- [Task directions]
Set the listing down once more, exactly as given.

- [Material provided]

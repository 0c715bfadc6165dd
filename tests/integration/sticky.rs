//! Sticky-session integration tests
//!
//! Session-affine channel types keep a conversation on one channel while
//! that channel stays usable.

use axum::http::header;
use pretty_assertions::assert_eq;
use serde_json::{json, Value};

use crate::common::{bearer, channel_json, constants::*, TestHarness};

fn conversation() -> Value {
    json!({
        "model": TEST_MODEL,
        "system": "You are a careful pair programmer.",
        "messages": [{"role": "user", "content": "Refactor the parser module"}]
    })
}

async fn affine_harness() -> TestHarness {
    let h = TestHarness::new(|upstream| {
        vec![
            channel_json(11, "claude_code", &upstream.channel_url("cc-a"), 0, 1),
            channel_json(12, "claude_code", &upstream.channel_url("cc-b"), 0, 1),
        ]
    })
    .await;
    h.upstream.mock_chat_success("cc-a", "from a", 20, 5).await;
    h.upstream.mock_chat_success("cc-b", "from b", 20, 5).await;
    h
}

#[tokio::test]
async fn test_same_session_routes_to_same_channel() {
    let h = affine_harness().await;

    for _ in 0..5 {
        h.chat(&conversation()).await.assert_status_ok();
    }

    let a = h.upstream.hits("cc-a").await;
    let b = h.upstream.hits("cc-b").await;
    assert_eq!(a + b, 5);
    assert!(a == 5 || b == 5, "session split across channels: a={} b={}", a, b);
}

#[tokio::test]
async fn test_disabled_sticky_channel_is_abandoned() {
    let h = affine_harness().await;

    h.chat(&conversation()).await.assert_status_ok();
    let (first_id, first_name, other_name) = if h.upstream.hits("cc-a").await == 1 {
        (11, "cc-a", "cc-b")
    } else {
        (12, "cc-b", "cc-a")
    };

    h.server
        .post(&format!("/admin/channels/{}/disable", first_id))
        .add_header(header::AUTHORIZATION, bearer(TEST_ADMIN_KEY))
        .await
        .assert_status_ok();

    h.chat(&conversation()).await.assert_status_ok();
    h.chat(&conversation()).await.assert_status_ok();

    assert_eq!(h.upstream.hits(first_name).await, 1);
    assert_eq!(h.upstream.hits(other_name).await, 2);
}
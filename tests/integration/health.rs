//! Health and metrics endpoint integration tests
//!
//! - GET /health - Full health check with dependency status
//! - GET /health/ready - Readiness probe
//! - GET /health/live - Liveness probe
//! - GET /metrics - Prometheus exposition

use axum::http::StatusCode;
use pretty_assertions::assert_eq;
use serde_json::Value;

use crate::common::{channel_json, TestHarness};

async fn harness() -> TestHarness {
    TestHarness::new(|upstream| vec![channel_json(1, "openai", &upstream.channel_url("one"), 0, 1)]).await
}

#[tokio::test]
async fn test_liveness() {
    let h = harness().await;

    let response = h.server.get("/health/live").await;
    response.assert_status_ok();
    let body: Value = response.json();
    assert_eq!(body["status"], "healthy");
}

#[tokio::test]
async fn test_health_reports_routing_table() {
    let h = harness().await;

    let response = h.server.get("/health").await;

    response.assert_status_ok();
    let body: Value = response.json();
    assert_eq!(body["status"], "healthy");
    assert_eq!(body["stats"]["channels"], 1);
    assert_eq!(body["stats"]["cache_backend"], "in_memory");
    assert!(body["version"].is_string());
}

#[tokio::test]
async fn test_readiness_requires_channels() {
    let h = harness().await;
    h.server.get("/health/ready").await.assert_status_ok();

    let empty = TestHarness::new(|_| Vec::new()).await;
    empty
        .server
        .get("/health/ready")
        .await
        .assert_status(StatusCode::SERVICE_UNAVAILABLE);
}

#[tokio::test]
async fn test_metrics_endpoint() {
    relaygate::routes::metrics::init_metrics();
    let h = harness().await;

    h.server.get("/metrics").await.assert_status_ok();
}
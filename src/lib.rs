//! Relaygate - LLM API gateway with channel routing and retry failover
//!
//! This library provides the core functionality for the Relaygate server.
//! Requests are routed across provider channels by group, model, priority
//! and weight; failed attempts are classified, rate-limited channels cooled
//! down and the request retried on channels it has not tried yet.

pub mod billing;
pub mod cache;
pub mod channel;
pub mod config;
pub mod control;
pub mod error;
pub mod middleware;
pub mod relay;
pub mod routes;
pub mod session;
pub mod streaming;
pub mod tokens;

use std::sync::Arc;
use std::time::Instant;

use anyhow::{Context, Result};
use tracing::info;

pub use crate::cache::{CacheBackend, InMemoryCache, RedisCache};
pub use crate::channel::{ChannelRegistry, CooldownTracker, WeightedSelector};
pub use crate::config::Config;
pub use crate::control::ControlPlaneClient;
pub use crate::relay::{AutoDisabler, OpenAiCompatibleProvider, RetryOrchestrator};
pub use crate::session::{SessionKeyRegistry, StickySessionManager};
pub use crate::tokens::SharedTokenCounter;

/// Application state shared across all request handlers
pub struct AppState {
    pub config: Config,
    /// Sticky-session mappings and resolved tokens
    pub cache: CacheBackend,
    pub http_client: reqwest::Client,
    pub start_time: Instant,
    /// Control plane: channels, tokens, quota
    pub control: Arc<ControlPlaneClient>,
    pub registry: Arc<ChannelRegistry>,
    pub orchestrator: Arc<RetryOrchestrator>,
}

impl AppState {
    /// Create a new application state and load the routing table
    pub async fn new(config: Config) -> Result<Self> {
        // Initialize Redis connection
        let redis_client = redis::Client::open(config.redis_url.as_str())?;
        let redis = redis::aio::ConnectionManager::new(redis_client)
            .await
            .context("Failed to connect to Redis")?;
        let cache = CacheBackend::Redis(Arc::new(RedisCache::new(redis)));

        // Upstream calls stream for minutes; the retry ceiling bounds the rest
        let http_client = reqwest::Client::builder()
            .pool_max_idle_per_host(100)
            .timeout(std::time::Duration::from_secs(300))
            .build()?;

        let state = Self::assemble(config, cache, http_client);
        let loaded = state
            .registry
            .load()
            .await
            .context("Initial channel load failed")?;
        info!(channels = loaded, "Routing table loaded");

        Ok(state)
    }

    /// Wire every component around a cache backend and HTTP client
    fn assemble(config: Config, cache: CacheBackend, http_client: reqwest::Client) -> Self {
        let control = Arc::new(ControlPlaneClient::new(http_client.clone(), &config));
        let sessions = SessionKeyRegistry::with_defaults();

        let cooldowns = Arc::new(CooldownTracker::new(config.retry_cooldown_seconds));
        let sticky = Arc::new(StickySessionManager::new(cache.clone(), &config.sticky_options()));
        let selector = WeightedSelector::new(cooldowns.clone(), sticky, sessions.clone());
        let registry = Arc::new(ChannelRegistry::new(
            control.clone(),
            cooldowns,
            selector,
            config.registry_options(),
        ));

        let disabler = Arc::new(AutoDisabler::new(
            registry.clone(),
            control.clone(),
            sessions.clone(),
            config.disable_policy_options(),
        ));

        let orchestrator = Arc::new(RetryOrchestrator::new(
            registry.clone(),
            Arc::new(OpenAiCompatibleProvider::new(http_client.clone())),
            control.clone(),
            disabler,
            SharedTokenCounter::new(),
            sessions,
            config.retry_options(),
        ));

        Self {
            config,
            cache,
            http_client,
            start_time: Instant::now(),
            control,
            registry,
            orchestrator,
        }
    }

    /// Create an application state for testing
    ///
    /// Uses the in-memory cache instead of Redis; the control plane and
    /// upstream providers are expected to be mock servers.
    #[cfg(any(test, feature = "test-utils"))]
    pub async fn new_for_testing(config: Config) -> Result<Self> {
        let cache = CacheBackend::InMemory(Arc::new(InMemoryCache::new(10_000)));
        let state = Self::assemble(config, cache, reqwest::Client::new());
        state.registry.load().await?;
        Ok(state)
    }
}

- [Exercise response]
repository 0c715bfadc6165dd
filename tests/integration/sticky.rs
//! Sticky-session integration tests
//!
//! Session-affine channel types keep a conversation on one channel while
//! that channel stays usable.

use axum::http::header;
use pretty_assertions::assert_eq;
use serde_json::{json, Value};

use crate::common::{bearer, channel_json, constants::*, TestHarness};

fn conversation() -> Value {
    json!({
        "model": TEST_MODEL,
        "system": "You are a careful pair programmer.",
        "messages": [{"role": "user", "content": "Refactor the parser module"}]
    })
}

async fn affine_harness() -> TestHarness {
    let h = TestHarness::new(|upstream| {
        vec![
            channel_json(11, "claude_code", &upstream.channel_url("cc-a"), 0, 1),
            channel_json(12, "claude_code", &upstream.channel_url("cc-b"), 0, 1),
        ]
    })
    .await;
    h.upstream.mock_chat_success("cc-a", "from a", 20, 5).await;
    h.upstream.mock_chat_success("cc-b", "from b", 20, 5).await;
    h
}

#[tokio::test]
async fn test_same_session_routes_to_same_channel() {
    let h = affine_harness().await;

    for _ in 0..5 {
        h.chat(&conversation()).await.assert_status_ok();
    }

    let a = h.upstream.hits("cc-a").await;
    let b = h.upstream.hits("cc-b").await;
    assert_eq!(a + b, 5);
    assert!(a == 5 || b == 5, "session split across channels: a={} b={}", a, b);
}

#[tokio::test]
async fn test_disabled_sticky_channel_is_abandoned() {
    let h = affine_harness().await;

    h.chat(&conversation()).await.assert_status_ok();
    let (first_id, first_name, other_name) = if h.upstream.hits("cc-a").await == 1 {
        (11, "cc-a", "cc-b")
    } else {
        (12, "cc-b", "cc-a")
    };

    h.server
        .post(&format!("/admin/channels/{}/disable", first_id))
        .add_header(header::AUTHORIZATION, bearer(TEST_ADMIN_KEY))
        .await
        .assert_status_ok();

    h.chat(&conversation()).await.assert_status_ok();
    h.chat(&conversation()).await.assert_status_ok();

    assert_eq!(h.upstream.hits(first_name).await, 1);
    assert_eq!(h.upstream.hits(other_name).await, 2);
}
filename tests/integration/health.rs
//! Health and metrics endpoint integration tests
//!
//! - GET /health - Full health check with dependency status
//! - GET /health/ready - Readiness probe
//! - GET /health/live - Liveness probe
//! - GET /metrics - Prometheus exposition

use axum::http::StatusCode;
use pretty_assertions::assert_eq;
use serde_json::Value;

use crate::common::{channel_json, TestHarness};

async fn harness() -> TestHarness {
    TestHarness::new(|upstream| vec![channel_json(1, "openai", &upstream.channel_url("one"), 0, 1)]).await
}

#[tokio::test]
async fn test_liveness() {
    let h = harness().await;

    let response = h.server.get("/health/live").await;
    response.assert_status_ok();
    let body: Value = response.json();
    assert_eq!(body["status"], "healthy");
}

#[tokio::test]
async fn test_health_reports_routing_table() {
    let h = harness().await;

    let response = h.server.get("/health").await;

    response.assert_status_ok();
    let body: Value = response.json();
    assert_eq!(body["status"], "healthy");
    assert_eq!(body["stats"]["channels"], 1);
    assert_eq!(body["stats"]["cache_backend"], "in_memory");
    assert!(body["version"].is_string());
}

#[tokio::test]
async fn test_readiness_requires_channels() {
    let h = harness().await;
    h.server.get("/health/ready").await.assert_status_ok();

    let empty = TestHarness::new(|_| Vec::new()).await;
    empty
        .server
        .get("/health/ready")
        .await
        .assert_status(StatusCode::SERVICE_UNAVAILABLE);
}

#[tokio::test]
async fn test_metrics_endpoint() {
    relaygate::routes::metrics::init_metrics();
    let h = harness().await;

    h.server.get("/metrics").await.assert_status_ok();
}
filename src/lib.rs
//! Relaygate - LLM API gateway with channel routing and retry failover
//!
//! This library provides the core functionality for the Relaygate server.
//! Requests are routed across provider channels by group, model, priority
//! and weight; failed attempts are classified, rate-limited channels cooled
//! down and the request retried on channels it has not tried yet.

pub mod billing;
pub mod cache;
pub mod channel;
pub mod config;
pub mod control;
pub mod error;
pub mod middleware;
pub mod relay;
pub mod routes;
pub mod session;
pub mod streaming;
pub mod tokens;

use std::sync::Arc;
use std::time::Instant;

use anyhow::{Context, Result};
use tracing::info;

pub use crate::cache::{CacheBackend, InMemoryCache, RedisCache};
pub use crate::channel::{ChannelRegistry, CooldownTracker, WeightedSelector};
pub use crate::config::Config;
pub use crate::control::ControlPlaneClient;
pub use crate::relay::{AutoDisabler, OpenAiCompatibleProvider, RetryOrchestrator};
pub use crate::session::{SessionKeyRegistry, StickySessionManager};
pub use crate::tokens::SharedTokenCounter;

/// Application state shared across all request handlers
pub struct AppState {
    pub config: Config,
    /// Sticky-session mappings and resolved tokens
    pub cache: CacheBackend,
    pub http_client: reqwest::Client,
    pub start_time: Instant,
    /// Control plane: channels, tokens, quota
    pub control: Arc<ControlPlaneClient>,
    pub registry: Arc<ChannelRegistry>,
    pub orchestrator: Arc<RetryOrchestrator>,
}

impl AppState {
    /// Create a new application state and load the routing table
    pub async fn new(config: Config) -> Result<Self> {
        // Initialize Redis connection
        let redis_client = redis::Client::open(config.redis_url.as_str())?;
        let redis = redis::aio::ConnectionManager::new(redis_client)
            .await
            .context("Failed to connect to Redis")?;
        let cache = CacheBackend::Redis(Arc::new(RedisCache::new(redis)));

        // Upstream calls stream for minutes; the retry ceiling bounds the rest
        let http_client = reqwest::Client::builder()
            .pool_max_idle_per_host(100)
            .timeout(std::time::Duration::from_secs(300))
            .build()?;

        let state = Self::assemble(config, cache, http_client);
        let loaded = state
            .registry
            .load()
            .await
            .context("Initial channel load failed")?;
        info!(channels = loaded, "Routing table loaded");

        Ok(state)
    }

    /// Wire every component around a cache backend and HTTP client
    fn assemble(config: Config, cache: CacheBackend, http_client: reqwest::Client) -> Self {
        let control = Arc::new(ControlPlaneClient::new(http_client.clone(), &config));
        let sessions = SessionKeyRegistry::with_defaults();

        let cooldowns = Arc::new(CooldownTracker::new(config.retry_cooldown_seconds));
        let sticky = Arc::new(StickySessionManager::new(cache.clone(), &config.sticky_options()));
        let selector = WeightedSelector::new(cooldowns.clone(), sticky, sessions.clone());
        let registry = Arc::new(ChannelRegistry::new(
            control.clone(),
            cooldowns,
            selector,
            config.registry_options(),
        ));

        let disabler = Arc::new(AutoDisabler::new(
            registry.clone(),
            control.clone(),
            sessions.clone(),
            config.disable_policy_options(),
        ));

        let orchestrator = Arc::new(RetryOrchestrator::new(
            registry.clone(),
            Arc::new(OpenAiCompatibleProvider::new(http_client.clone())),
            control.clone(),
            disabler,
            SharedTokenCounter::new(),
            sessions,
            config.retry_options(),
        ));

        Self {
            config,
            cache,
            http_client,
            start_time: Instant::now(),
            control,
            registry,
            orchestrator,
        }
    }

    /// Create an application state for testing
    ///
    /// Uses the in-memory cache instead of Redis; the control plane and
    /// upstream providers are expected to be mock servers.
    #[cfg(any(test, feature = "test-utils"))]
    pub async fn new_for_testing(config: Config) -> Result<Self> {
        let cache = CacheBackend::InMemory(Arc::new(InMemoryCache::new(10_000)));
        let state = Self::assemble(config, cache, reqwest::Client::new());
        state.registry.load().await?;
        Ok(state)
    }
}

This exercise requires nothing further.